Наташа села рядом с Федором, они обнялись и стали смотреть на огонь.

— Теперь уже ничего нельзя исправить. Приезжай иногда. Мне больше ничего не надо. Только изредка видеть тебя. Тогда я оживаю. Счастлива, как в первую нашу весну… Помнишь, на соснах молодые побеги как свечки венчальные, а в овраге черемухи белой невестиной фатой одеты… Не сплю я здесь долгими зимними ночами и все чуда жду. Будто приезжаешь ты свободный, радостный, берешь меня на руки, как тогда, и кружишь так, что сердце заходится, и говоришь, что любишь меня одну. И тут, в ночи, встает солнце и растапливает снега, и среди зимы на глазах растут, поднимаются острые зеленые травинки, распускаются огненные жарки…

Федор заметался по тесной комнатушке.

— Наташа, нельзя так мучиться! Ты губишь себя! Нам лучше не встречаться.
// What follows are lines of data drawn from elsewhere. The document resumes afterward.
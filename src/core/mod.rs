//! Core reuse components
//!
//! The object pool and the pattern cache are independent of each other; both
//! exist to avoid repeating expensive construction work.

pub mod object_pool;
pub mod pattern_cache;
Я не стою тебя. Я не могу дать тебе счастья. Ты еще молодая, встретишь хорошего человека…

— Нет, Федечка, нет! — Наташа обняла, зацеловала Федора. — Пусть я буду мучиться, лишь бы быть с тобой!

Она отерла слезы, взяла Федора за руки, он положил голову ей на колени, она стала тихо напевать глубоким, надрывным голосом:

Клен ты мой опавший, клен заледенелый, Что стоишь, нагнувшись, под метелью белой…

Наутро Наташа вышла проводить Федора. Около барака стояли уже запряженные в сани лошади. Вокруг них, попыхивая трубкой, ходил Афанасий, подтягивал упряжь, что-то ласково гудел им. Тимофей тоже был одет и разговаривал с Поленовым, энергично указывая рукой в сторону глиняных буртов, смутно проступавших в снежной круговерти.